#IndyBookTourCymru2019 – day 20

Yesterday evening #IndyBookTourCymru2019 took me to the lovely Book-ish bookshop in Crickhowell to chat to readers at their Throw Away (Your Television) Society Book Club about None So Blind and the Teifi Valley Coroner series.

And what an absolutely delightful evening it was!

As you can see from the photo below we were in the bookshop’s café (I do love a bookshop with a café – buy your books then go and sit somewhere comfy and immerse yourself with the beverage of your choice and a cake – bliss!) which made for a very convivial atmosphere and the tea – made with proper leaves – was delicious.

me with the group

The TA(YT)S book club is run by the two Amys – Amy Vale who works at Book-ish as well as being a book illustraor, and Amy-Louise who is a book blogger. They are a wonderful double act and, between them manage to be calm, welcoming, competent, enthusiastic, insightful, bubbly and huge fun to be with. They’ve created something lovely in the new book club which they launched in January this year. If you live in the Crickhowell area and haven’t yet sampled its delights on the third Monday of the month, my advice is head over and do just that. You can find details on the bookshop’s website.

book club logo

We had a lot of fun discussing None So Blind. I arrived not knowing what format the evening was going to take and was prepared to talk for a while at the beginning if that was what seemed appropriate. (My notes for the said talk said: ‘1. Why C19 Teifi Valley? 2. How arrive at Harry & John? 3. How continue series?’ just in case I forgot how to speak…) Alternatively, I told the audience, we could just wade in and start asking and answering questions. We decided to do that and the conversation didn’t flag once for almost two hours.

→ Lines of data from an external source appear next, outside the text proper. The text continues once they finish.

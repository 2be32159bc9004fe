//! Cancellation, timeout and retry specs

use crate::prelude::*;
use tokio::sync::Notify;

#[tokio::test]
async fn cancel_all_rejects_every_pending_operation() {
    let engine = engine();
    engine.bind("x", handle("h")).unwrap();
    let started = Arc::new(Notify::new());
    let gate = Arc::new(Notify::new());

    let running = {
        let started = started.clone();
        let gate = gate.clone();
        engine
            .with_target(
                "x",
                move |_t: String, _ctx: CancelContext| {
                    let started = started.clone();
                    let gate = gate.clone();
                    async move {
                        started.notify_one();
                        gate.notified().await;
                        Ok::<_, String>(())
                    }
                },
                OperationOptions::new(),
            )
            .unwrap()
    };
    started.notified().await;

    let noop = |_t: String, _ctx: CancelContext| std::future::ready(Ok::<_, String>(()));
    let pending: Vec<_> = (0..4)
        .map(|_| engine.with_target("x", noop, OperationOptions::new()).unwrap())
        .collect();
    let failed_before = engine.stats("x").unwrap().failed;

    assert_eq!(engine.cancel_all("x"), 4);

    let stats = engine.stats("x").unwrap();
    assert_eq!(stats.pending, 0);
    assert_eq!(stats.failed, failed_before + 4);
    for p in pending {
        assert!(p.await.error().unwrap().is_cancelled());
    }

    gate.notify_one();
    assert!(running.await.is_success());
}

#[tokio::test(start_paused = true)]
async fn timeout_fails_at_limit_and_queue_moves_on() {
    let engine = engine();
    engine.bind("x", handle("h")).unwrap();
    let t0 = tokio::time::Instant::now();

    let slow = engine
        .with_target(
            "x",
            |_t: String, _ctx: CancelContext| async move {
                tokio::time::sleep(Duration::from_millis(200)).await;
                Ok::<_, String>(())
            },
            OperationOptions::new().with_timeout(Duration::from_millis(50)),
        )
        .unwrap();
    let next = engine
        .with_target(
            "x",
            |_t: String, _ctx: CancelContext| async move {
                Ok::<_, String>(tokio::time::Instant::now())
            },
            OperationOptions::new(),
        )
        .unwrap();

    let result = slow.await;
    assert!(result.error().unwrap().is_timeout());

    let next_started = next.await.into_result().unwrap();
    assert!(next_started - t0 >= Duration::from_millis(50));
    assert!(next_started - t0 < Duration::from_millis(100));
}

#[tokio::test]
async fn retry_twice_then_succeed_counts_one_completion() {
    let engine = engine();
    engine.bind("x", handle("h")).unwrap();
    let calls = Arc::new(AtomicU32::new(0));

    let flaky = {
        let calls = calls.clone();
        move |_t: String, _ctx: CancelContext| {
            let n = calls.fetch_add(1, Ordering::SeqCst) + 1;
            std::future::ready(if n < 3 {
                Err(format!("attempt {n} failed"))
            } else {
                Ok(n)
            })
        }
    };

    let result = engine
        .with_target("x", flaky, OperationOptions::new().with_retries(2))
        .unwrap()
        .await;

    assert_eq!(result.into_result(), Ok(3));
    let stats = engine.stats("x").unwrap();
    assert_eq!(stats.completed, 1);
    assert_eq!(stats.failed, 0);
    assert_eq!(engine.events().query("queue:item:retry").len(), 2);
}

#[tokio::test]
async fn operation_error_names_slot_and_item() {
    let engine = engine();
    engine.bind("x", handle("h")).unwrap();

    let result = engine
        .with_target(
            "x",
            |_t: String, _ctx: CancelContext| async move { Err::<(), _>("boom") },
            OperationOptions::new().with_id("paint"),
        )
        .unwrap()
        .await;

    let err = result.error().unwrap();
    assert_eq!(err.slot(), "x");
    assert_eq!(err.item_id(), "paint");
}
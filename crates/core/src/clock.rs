// SPDX-License-Identifier: BUSL-1.1
// Copyright (c) 2026 Alfred Jean LLC

//! Engine time
//!
//! Everything the engine measures reads a [`Clock`]: queue wait, attempt
//! duration, event log offsets. The default follows the tokio time driver,
//! so `tokio::time::pause` and `advance` move it in tests.

use std::time::{Duration, Instant};

pub trait Clock: Clone + Send + Sync + 'static {
    fn now(&self) -> Instant;

    /// Time elapsed since `earlier`, zero if `earlier` is ahead
    fn since(&self, earlier: Instant) -> Duration {
        self.now().saturating_duration_since(earlier)
    }
}

/// Clock backed by the tokio time driver, or std time outside a runtime
#[derive(Clone, Copy, Debug, Default)]
pub struct SystemClock;

impl Clock for SystemClock {
    fn now(&self) -> Instant {
        tokio::time::Instant::now().into_std()
    }
}

/// Whole milliseconds in `duration`, pinned at `u64::MAX`
pub fn millis(duration: Duration) -> u64 {
    u64::try_from(duration.as_millis()).unwrap_or(u64::MAX)
}

/// Whole microseconds in `duration`, pinned at `u64::MAX`
pub fn micros(duration: Duration) -> u64 {
    u64::try_from(duration.as_micros()).unwrap_or(u64::MAX)
}

#[cfg(test)]
#[path = "clock_tests.rs"]
mod tests;
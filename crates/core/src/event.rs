// SPDX-License-Identifier: BUSL-1.1
// Copyright (c) 2026 Alfred Jean LLC

//! Lifecycle events emitted by slots and operation queues

use serde::{Deserialize, Serialize};

/// Observable transitions of slots and queue items
#[derive(Debug, Clone, PartialEq, Eq, Serialize, Deserialize)]
pub enum Event {
    /// A candidate (or its fallback) was accepted into a slot
    SlotBound {
        slot: String,
        fallback: bool,
        replaced: bool,
        waiters: usize,
    },
    /// The validator rejected a candidate and no fallback applied
    SlotRejected { slot: String, reason: String },
    SlotUnbound { slot: String },
    /// A cleanup hook failed; the failure goes no further than this
    SlotCleanupFailed { slot: String, error: String },
    SlotWaitersCancelled { slot: String, count: usize },

    QueueItemEnqueued {
        slot: String,
        item_id: String,
        priority: i32,
    },
    QueueItemStarted {
        slot: String,
        item_id: String,
        attempt: u32,
    },
    /// An attempt failed and the item went back to the pending list
    QueueItemRetry {
        slot: String,
        item_id: String,
        attempt: u32,
        retries_remaining: u32,
        error: String,
    },
    QueueItemCompleted {
        slot: String,
        item_id: String,
        attempts: u32,
        duration_ms: u64,
    },
    QueueItemFailed {
        slot: String,
        item_id: String,
        attempts: u32,
        error: String,
    },
    QueueItemTimeout {
        slot: String,
        item_id: String,
        attempt: u32,
        after_ms: u64,
    },
    QueueItemCancelled { slot: String, item_id: String },
    QueueShutdown { slot: String, cancelled: usize },
}

impl Event {
    /// Pattern-matchable name, e.g. `queue:item:retry`
    pub fn name(&self) -> String {
        match self {
            Event::SlotBound { fallback: true, .. } => "slot:fallback".to_string(),
            Event::SlotBound { .. } => "slot:bound".to_string(),
            Event::SlotRejected { .. } => "slot:rejected".to_string(),
            Event::SlotUnbound { .. } => "slot:unbound".to_string(),
            Event::SlotCleanupFailed { .. } => "slot:cleanup_failed".to_string(),
            Event::SlotWaitersCancelled { .. } => "slot:waiters_cancelled".to_string(),

            Event::QueueItemEnqueued { .. } => "queue:item:enqueued".to_string(),
            Event::QueueItemStarted { .. } => "queue:item:started".to_string(),
            Event::QueueItemRetry { .. } => "queue:item:retry".to_string(),
            Event::QueueItemCompleted { .. } => "queue:item:completed".to_string(),
            Event::QueueItemFailed { .. } => "queue:item:failed".to_string(),
            Event::QueueItemTimeout { .. } => "queue:item:timeout".to_string(),
            Event::QueueItemCancelled { .. } => "queue:item:cancelled".to_string(),
            Event::QueueShutdown { .. } => "queue:shutdown".to_string(),
        }
    }

    /// Slot name the event concerns
    pub fn slot(&self) -> &str {
        match self {
            Event::SlotBound { slot, .. }
            | Event::SlotRejected { slot, .. }
            | Event::SlotUnbound { slot }
            | Event::SlotCleanupFailed { slot, .. }
            | Event::SlotWaitersCancelled { slot, .. }
            | Event::QueueItemEnqueued { slot, .. }
            | Event::QueueItemStarted { slot, .. }
            | Event::QueueItemRetry { slot, .. }
            | Event::QueueItemCompleted { slot, .. }
            | Event::QueueItemFailed { slot, .. }
            | Event::QueueItemTimeout { slot, .. }
            | Event::QueueItemCancelled { slot, .. }
            | Event::QueueShutdown { slot, .. } => slot,
        }
    }
}

#[cfg(test)]
#[path = "event_tests.rs"]
mod tests;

It was just fabulous and I had an absolute ball. I love talking about my writing and it was wonderful to spend time with people who asked really interesting questions – many thanks to all who came along and made it such a memorable evening. Despite the fact that Crickhowell is 45 minutes away I think I might just have to throw my carbon footprint to the winds and join the club.

me outside the shop

As the event was hosted by Book-ish, I should just tell you a bit about the bookshop itself. Owned by Emma Corfield-Walters, it’s one of the independent bookselling sector’s big success stories and, a couple of years ago, moved to bigger premises in Crickhowell which very much bucked the trend, at that point, of bookshops closing. (Interestingly, in the last year or two that trend seems to have gone into reverse and, this year, the Independent Bookseller’s Association recorded a slight rise in membership of 15 shops which is very good news indeed.) And this year, for the second time, Book-ish was awarded the title of Welsh Independent Bookshop of the Year in the British Book Awards.

0_Emma-Corfield-Walters

As well as being a leading literary light in the community, organising book clubs, taking books into schools and running numerous author events through the year, Emma is also co-director of the Crickhowell Literary Festival, a 9-day long event which brings writers from all over Wales and the UK to Crickhowell to delight audiences of all ages. I’m delighted to be able to tell you that this year’s festival programme will include a Crime Cymru day – a whole day of crime writing and discussion which will culminate in a panel event with writer Matthew Hall, creator and scriptwriter of Keeping Faith (who also writes the Jenny Cooper, Coroner crime series), Hannah Daniels who plays lawyer Cerys in the series and Catherine Ayers who plays Faith’s ditzy friend, Lisa. Their discussion will be chaired by Crime Cymru founder member and bestselling thriller writer Matt Johnson (www.mattjohnsonauthor.com). If you’d like to know more about the Crime Cymru day or the whole Crickhowell Literary Festival, keep an eye out here as I’ll be announcing the official progamme launch in a couple of weeks.

Crick lit fest logo

What Emma has achieved with Book-ish and the Crickhowell Lit Fest is a great example of how a single, visionary individual can shape a whole community. The presence of a bookshop tells you something about a town and a bookshop that is as funky, vibrant, well stocked and inviting as Book-ish tells you a very appealing story about Crickhowell. This is a place where culture and ideas are valued, where people are welcome to come and discuss those ideas with friends, locals and the wider community. It’s a place where you can plug in to the zeitgeist without having to leave Powys – a county not generally thought of as particularly cosmopolitan or cutting edge. That’s the beauty of books and the ideas they nurture – they can be found anywhere, anytime, opening minds and horizons in the least likely places. And, in the times we live in, that’s going to be increasingly important, I think.

Huge thanks to Emma, Amy and Amy for their enthusiastic welcome both to me and the Teifi Valley Coroner series – it was an absolute pleasure to be part of the Book-ish world for an evening!